With a mission to ensure no viable export deal fails for lack of finance, businesses can reach out to UK Export Finance^ (UKEF), the Government agency offering a broad range of support, from credit insurance to supply chain finance and export facilities with Government-backed guarantees.

In addition, the DIT can refer businesses with £500,000-plus turnover or high-growth potential to matched funding schemes for services such as market research, web translation and legal advice, to enhance their export drives.

Further advice on becoming a successful exporter is available at the Government’s dedicated export and import website, GREAT.gov.uk, or you can register to join the Government’s Export Academy^.

Support from Barclays

Barclays supports around 9,500 UK export businesses to unlock international opportunities, for both goods and services, through our 260 trade and working capital specialists in the UK and overseas, as well as our partnership with the DIT.

We offer a host of practical solutions and guidance to our clients, which fall into four key areas:

Risk mitigation

Trading in new overseas markets, with new suppliers and customers, can bring risk as well as opportunities.
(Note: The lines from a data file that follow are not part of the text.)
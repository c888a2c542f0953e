//! Common utilities and types shared across shardmeta

pub mod config;
pub mod error;
pub mod utils;

pub use config::{Config, CoordinatorConfig, GcConfig};
pub use error::{Error, Result};
pub use utils::{current_hostname, parse_duration, timestamp_now, validate_product};
//! Error types for shardmeta

use thiserror::Error;

pub type Result<T> = std::result::Result<T, Error>;

#[derive(Error, Debug)]
pub enum Error {
    // === Lookup Errors ===
    #[error("Node not found: {0}")]
    NotFound(String),

    #[error("Not a directory: {0}")]
    NotADirectory(String),

    #[error("Group id {0} does not exist")]
    GroupNotFound(i64),

    #[error("Group master not found in group {0}")]
    GroupMasterNotFound(i64),

    // === Conflict Errors ===
    #[error("Node already exists: {0}")]
    AlreadyExists(String),

    // === Input Errors ===
    #[error("Unknown slot status {0:?}, slot status should be (online, offline, migrate, pre_migrate)")]
    UnknownSlotStatus(String),

    #[error("Invalid status {0:?} for a slot range, should be (online, offline)")]
    InvalidSlotStatus(String),

    #[error("Invalid group id, from {from}, to {to}")]
    InvalidGroupId { from: i64, to: i64 },

    #[error("Invalid slot range {from}..={to}")]
    InvalidSlotRange { from: u32, to: u32 },

    #[error("Invalid coordinator name = {0}")]
    InvalidCoordinator(String),

    #[error("Coordinator {0} is not available in this build")]
    UnsupportedCoordinator(String),

    #[error("Invalid auth, expected user:password")]
    InvalidAuth,

    #[error("Bad product name = {0}")]
    InvalidProductName(String),

    #[error("Invalid configuration: {0}")]
    InvalidConfig(String),

    // === Client Lifecycle ===
    #[error("Use of closed coordination client")]
    ClosedClient,

    // === Backend Errors ===
    #[error("Transport error: {0}")]
    Transport(String),

    #[error("{op} {path} failed: {message}")]
    Backend {
        op: &'static str,
        path: String,
        message: String,
    },

    #[error("Operation timeout: {0}")]
    Timeout(String),

    #[error("Serialization error: {0}")]
    Serialization(#[from] serde_json::Error),

    #[error("Corrupted node {path}: {message}")]
    Corrupted { path: String, message: String },
}

impl Error {
    /// Is this a missing node or directory?
    pub fn is_not_found(&self) -> bool {
        matches!(
            self,
            Error::NotFound(_) | Error::NotADirectory(_) | Error::GroupNotFound(_)
        )
    }

    /// Did a create lose against an existing node?
    pub fn is_already_exists(&self) -> bool {
        matches!(self, Error::AlreadyExists(_))
    }

    /// Is this a retryable error?
    ///
    /// Nothing in this crate retries on its own; callers decide.
    pub fn is_retryable(&self) -> bool {
        matches!(
            self,
            Error::Timeout(_) | Error::Transport(_) | Error::Backend { .. }
        )
    }

    /// Attach the failing operation and path to a raw transport error.
    pub(crate) fn context(self, op: &'static str, path: &str) -> Self {
        match self {
            Error::Transport(message) => Error::Backend {
                op,
                path: path.to_string(),
                message,
            },
            other => other,
        }
    }
}

impl From<etcd_client::Error> for Error {
    fn from(e: etcd_client::Error) -> Self {
        Error::Transport(e.to_string())
    }
}

impl From<config::ConfigError> for Error {
    fn from(e: config::ConfigError) -> Self {
        Error::InvalidConfig(e.to_string())
    }
}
Risk mitigation is one of our key capabilities and, working with our network of banking partners around the globe, we can provide a range of risk solutions wherever an export business is operating.

Working Capital Support

Having sufficient working capital is paramount to any business. Barclays has a range of potential solutions that can work to support you with your business’s trade and working capital cycle.

Government schemes

Barclays works closely with the DIT and UK Finance to help design new schemes, and to inform our clients about them. For example, UKEF’s General Export Facility^ aims to support businesses with cash flow without being tied to specific contracts.

Keeping you informed

We believe that part of our role in promoting exports is to bring together experts from government and industry to share ideas for the benefit of our clients. This includes a regular newsletter that keeps our clients up to date on the latest developments in export markets.

Our goal is to ensure our clients get access to the solutions, support and guidance they need to help them on their export journeys.